BEGIN Data for this task
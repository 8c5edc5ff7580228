//! Primitive operations over document content.

use std::cmp;

use serde::{Deserialize, Serialize};

/// Inserts new content at a single position in the document.
#[derive(Debug, Clone, PartialEq, Eq, Serialize, Deserialize)]
pub struct Insert {
    /// Insert position as the number of Unicode scalar values preceding
    /// the insertion point (not a byte offset, not grapheme clusters).
    pub pos: usize,
    /// The content to insert.
    pub content: String,
}

/// Deletes the contiguous region of content in `[start, end)`.
#[derive(Debug, Clone, Copy, PartialEq, Eq, Serialize, Deserialize)]
pub struct Delete {
    /// First Unicode scalar value removed.
    pub start: usize,
    /// End of the range, exclusive. Must be `>= start`; `start == end` is
    /// a legal empty delete which changes no content but still carries the
    /// author's cursor to `start`.
    pub end: usize,
}

/// Moves the author's cursor without changing content.
#[derive(Debug, Clone, Copy, PartialEq, Eq, Serialize, Deserialize)]
pub struct MoveCursor {
    /// New cursor position for the operation's author.
    pub pos: usize,
}

/// Describes an incremental change to a document's content or to the
/// author's cursor.
#[derive(Debug, Clone, PartialEq, Eq, Serialize, Deserialize)]
pub enum Operation {
    /// Insert new content into the document.
    Insert(Insert),
    /// Remove a range of content from the document.
    Delete(Delete),
    /// Move the author's cursor.
    MoveCursor(MoveCursor),
}

fn char_len(s: &str) -> usize {
    s.chars().count()
}

impl Operation {
    /// Returns false if the operation could never apply meaningfully to
    /// any document. A valid operation may still be rejected against a
    /// specific document when it references an index beyond the content.
    pub fn is_valid(&self) -> bool {
        match self {
            Operation::Insert(_) => true,
            Operation::Delete(Delete { start, end }) => end >= start,
            Operation::MoveCursor(_) => true,
        }
    }

    /// True when applying the operation would change document content.
    /// Empty inserts, empty deletes and cursor moves are cursor-only
    /// signals.
    pub fn is_content_change(&self) -> bool {
        match self {
            Operation::Insert(Insert { content, .. }) => !content.is_empty(),
            Operation::Delete(Delete { start, end }) => start != end,
            Operation::MoveCursor(_) => false,
        }
    }

    /// The character index the author's cursor occupies once the
    /// operation has been applied.
    pub fn cursor_position_after(&self) -> usize {
        match self {
            Operation::Insert(Insert { pos, content }) => pos + char_len(content),
            Operation::Delete(Delete { start, .. }) => *start,
            Operation::MoveCursor(MoveCursor { pos }) => *pos,
        }
    }

    /// Rewrites `self` so that applying `other` and then the output is
    /// equivalent to applying `self` and then `other` to the original
    /// state.
    ///
    /// `has_priority` is true when the author of the event containing
    /// `self` sorts lower than the author of `other`; it breaks the tie
    /// between concurrent inserts at the same position. Most pairs produce
    /// exactly one operation; a delete straddling a concurrent insert
    /// splits in two.
    pub fn transform(self, other: &Operation, has_priority: bool, output: &mut Vec<Operation>) {
        match (self, other) {
            (Operation::Insert(mut this), Operation::Insert(other)) => {
                if other.pos < this.pos || (other.pos == this.pos && has_priority) {
                    this.pos += char_len(&other.content);
                }
                output.push(Operation::Insert(this));
            }
            (Operation::Insert(mut this), Operation::Delete(other)) => {
                if other.start < this.pos {
                    this.pos -= cmp::min(this.pos, other.end) - other.start;
                }
                output.push(Operation::Insert(this));
            }
            (this @ Operation::Insert(_), Operation::MoveCursor(_)) => output.push(this),

            (Operation::Delete(mut this), Operation::Insert(other)) => {
                let len = char_len(&other.content);
                if other.pos < this.start {
                    this.start += len;
                    this.end += len;
                    output.push(Operation::Delete(this));
                } else if other.pos < this.end && this.end > this.start {
                    // The insert landed inside the range: split around it
                    // so the new content survives. The piece after the
                    // insert goes first; the before-piece is applied last
                    // and leaves the author's cursor at the earlier index.
                    // The before-piece may be empty but is still emitted
                    // for its cursor effect.
                    let after = Delete {
                        start: other.pos + len,
                        end: this.end + len,
                    };
                    let before = Delete {
                        start: this.start,
                        end: other.pos,
                    };
                    output.push(Operation::Delete(after));
                    output.push(Operation::Delete(before));
                } else {
                    output.push(Operation::Delete(this));
                }
            }
            (Operation::Delete(mut this), Operation::Delete(other)) => {
                let deleted_before = if other.start < this.start {
                    cmp::min(this.start, other.end) - other.start
                } else {
                    0
                };
                let deleted_inside = if other.start < this.start {
                    if other.end > this.start {
                        cmp::min(this.end, other.end) - this.start
                    } else {
                        0
                    }
                } else if other.start < this.end {
                    cmp::min(this.end, other.end) - other.start
                } else {
                    0
                };
                this.start -= deleted_before;
                this.end -= deleted_before + deleted_inside;
                output.push(Operation::Delete(this));
            }
            (this @ Operation::Delete(_), Operation::MoveCursor(_)) => output.push(this),

            (Operation::MoveCursor(mut this), Operation::Insert(other)) => {
                // A cursor parked exactly at the insert point stays put.
                if other.pos < this.pos {
                    this.pos += char_len(&other.content);
                }
                output.push(Operation::MoveCursor(this));
            }
            (Operation::MoveCursor(mut this), Operation::Delete(other)) => {
                if other.start < this.pos {
                    this.pos -= cmp::min(this.pos, other.end) - other.start;
                }
                output.push(Operation::MoveCursor(this));
            }
            (this @ Operation::MoveCursor(_), Operation::MoveCursor(_)) => output.push(this),
        }
    }
}

impl From<Insert> for Operation {
    fn from(op: Insert) -> Self {
        Operation::Insert(op)
    }
}

impl From<Delete> for Operation {
    fn from(op: Delete) -> Self {
        Operation::Delete(op)
    }
}

impl From<MoveCursor> for Operation {
    fn from(op: MoveCursor) -> Self {
        Operation::MoveCursor(op)
    }
}
//! Property tests for the universal invariants: transform convergence,
//! length conservation, cursor bounds, atomic rejection and wire
//! round-trips.

use proptest::prelude::*;

use wiki_otsync::{
    ClientEdit, Delete, Document, Edit, Event, Insert, Join, MoveCursor, Operation,
    ServerEvent, ServerMessage,
};

fn char_len(s: &str) -> usize {
    s.chars().count()
}

/// Any operation that is valid against a document of `len` characters.
fn valid_operation(len: usize) -> BoxedStrategy<Operation> {
    prop_oneof![
        (0..=len, "[a-zщд ]{0,8}").prop_map(|(pos, content)| {
            Operation::Insert(Insert { pos, content })
        }),
        (0..=len)
            .prop_flat_map(move |start| (Just(start), start..=len))
            .prop_map(|(start, end)| Operation::Delete(Delete { start, end })),
        (0..=len).prop_map(|pos| Operation::MoveCursor(MoveCursor { pos })),
    ]
    .boxed()
}

/// Document content of at least one character, multibyte included.
fn document_content() -> BoxedStrategy<String> {
    ".{1,30}"
        .prop_filter("content must not be empty", |s: &String| {
            s.chars().count() > 0
        })
        .boxed()
}

/// A document plus one valid operation from each of two participants.
fn concurrent_operations() -> BoxedStrategy<(String, Operation, Operation)> {
    document_content()
        .prop_flat_map(|content| {
            let len = char_len(&content);
            (Just(content), valid_operation(len), valid_operation(len))
        })
        .boxed()
}

fn seeded_document(content: &str) -> Document {
    let mut doc = Document::from(content);
    doc.apply(&Event::Join(Join { id: 1 })).unwrap();
    doc.apply(&Event::Join(Join { id: 2 })).unwrap();
    doc
}

fn content_delta(operations: &[Operation]) -> isize {
    operations
        .iter()
        .map(|op| match op {
            Operation::Insert(Insert { content, .. }) => char_len(content) as isize,
            Operation::Delete(Delete { start, end }) => -((end - start) as isize),
            Operation::MoveCursor(_) => 0,
        })
        .sum()
}

proptest! {
    /// Transform-priority symmetry: applying the two edits in either
    /// relay order produces the same content.
    #[test]
    fn transformed_concurrent_operations_converge(
        (ref content, ref op1, ref op2) in concurrent_operations()
    ) {
        let doc = seeded_document(content);

        let mut a1 = Event::Edit(Edit { author: 1, operations: vec![op1.clone()] });
        let b1 = Event::Edit(Edit { author: 2, operations: vec![op2.clone()] });
        let a2 = a1.clone();
        let mut b2 = b1.clone();

        a1.transform(&b1);
        b2.transform(&a2);

        let mut doc1 = doc.clone();
        let mut doc2 = doc.clone();
        // Order 1: b first, then a rewritten past b.
        doc1.apply(&b1).unwrap();
        doc1.apply(&a1).unwrap();
        // Order 2: a first, then b rewritten past a.
        doc2.apply(&a2).unwrap();
        doc2.apply(&b2).unwrap();

        prop_assert_eq!(&doc1.content, &doc2.content);
    }

    /// Length conservation: content length moves by exactly the inserted
    /// minus the deleted characters.
    #[test]
    fn applied_edit_conserves_length(
        (ref content, ref op1, ref op2) in concurrent_operations()
    ) {
        // Two single-op edits applied one after another; the second must
        // be valid against the first's result, so re-check before use.
        let mut doc = seeded_document(content);
        let before = char_len(&doc.content);

        let edit = Event::Edit(Edit { author: 1, operations: vec![op1.clone()] });
        doc.apply(&edit).unwrap();
        let mid = char_len(&doc.content);
        prop_assert_eq!(
            mid as isize,
            before as isize + content_delta(std::slice::from_ref(op1))
        );

        let edit = Event::Edit(Edit { author: 2, operations: vec![op2.clone()] });
        if doc.can_apply(&edit).is_ok() {
            doc.apply(&edit).unwrap();
            prop_assert_eq!(
                char_len(&doc.content) as isize,
                mid as isize + content_delta(std::slice::from_ref(op2))
            );
        }
    }

    /// Every cursor stays within the document after any successful apply.
    #[test]
    fn cursors_stay_in_range(
        (ref content, ref op1, ref op2) in concurrent_operations()
    ) {
        let mut doc = seeded_document(content);
        for (author, op) in [(1, op1), (2, op2)] {
            let edit = Event::Edit(Edit { author, operations: vec![op.clone()] });
            if doc.can_apply(&edit).is_ok() {
                doc.apply(&edit).unwrap();
            }
            let len = char_len(&doc.content);
            for participant in doc.participants.entries.values() {
                prop_assert!(participant.cursor_pos <= len);
            }
        }
    }

    /// A rejected event changes nothing, even when earlier operations in
    /// the batch were individually fine.
    #[test]
    fn rejected_edit_is_atomic(
        (ref content, ref op1, _) in concurrent_operations()
    ) {
        let mut doc = seeded_document(content);
        let before = doc.clone();
        let edit = Event::Edit(Edit {
            author: 1,
            operations: vec![
                op1.clone(),
                Operation::Delete(Delete { start: 5000, end: 5001 }),
            ],
        });
        prop_assert!(doc.apply(&edit).is_err());
        prop_assert_eq!(&doc, &before);
    }

    /// Wire round-trip: decoding an encoded message yields the original.
    #[test]
    fn server_messages_roundtrip_through_json(
        seq in 0u64..10_000,
        client_seq in 0u64..100,
        author in 1u32..9,
        (ref content, ref op1, ref op2) in concurrent_operations()
    ) {
        let doc = seeded_document(content);
        let messages = vec![
            ServerMessage::Event(ServerEvent {
                seq,
                client_seq,
                event: Event::Edit(Edit {
                    author,
                    operations: vec![op1.clone(), op2.clone()],
                }),
            }),
            ServerMessage::Event(ServerEvent {
                seq,
                client_seq,
                event: Event::Join(Join { id: author }),
            }),
        ];
        for msg in &messages {
            let frame = msg.encode().unwrap();
            prop_assert_eq!(&ServerMessage::decode(&frame).unwrap(), msg);
        }

        let edit = wiki_otsync::ClientMessage::ClientEdit(ClientEdit {
            parent_seq: seq,
            client_seq,
            operations: vec![op1.clone()],
        });
        let frame = edit.encode().unwrap();
        prop_assert_eq!(&wiki_otsync::ClientMessage::decode(&frame).unwrap(), &edit);

        let json = serde_json::to_string(&doc).unwrap();
        prop_assert_eq!(&serde_json::from_str::<Document>(&json).unwrap(), &doc);
    }
}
END Data for this task
Activity = Transcribe, word for word, the data above from its first line through the line with "pub struct Delete", and include nothing else.

Solution for this task =
repository 8c5edc5ff7580228
//! Primitive operations over document content.

use std::cmp;

use serde::{Deserialize, Serialize};

/// Inserts new content at a single position in the document.
#[derive(Debug, Clone, PartialEq, Eq, Serialize, Deserialize)]
pub struct Insert {
    /// Insert position as the number of Unicode scalar values preceding
    /// the insertion point (not a byte offset, not grapheme clusters).
    pub pos: usize,
    /// The content to insert.
    pub content: String,
}

/// Deletes the contiguous region of content in `[start, end)`.
#[derive(Debug, Clone, Copy, PartialEq, Eq, Serialize, Deserialize)]
pub struct Delete {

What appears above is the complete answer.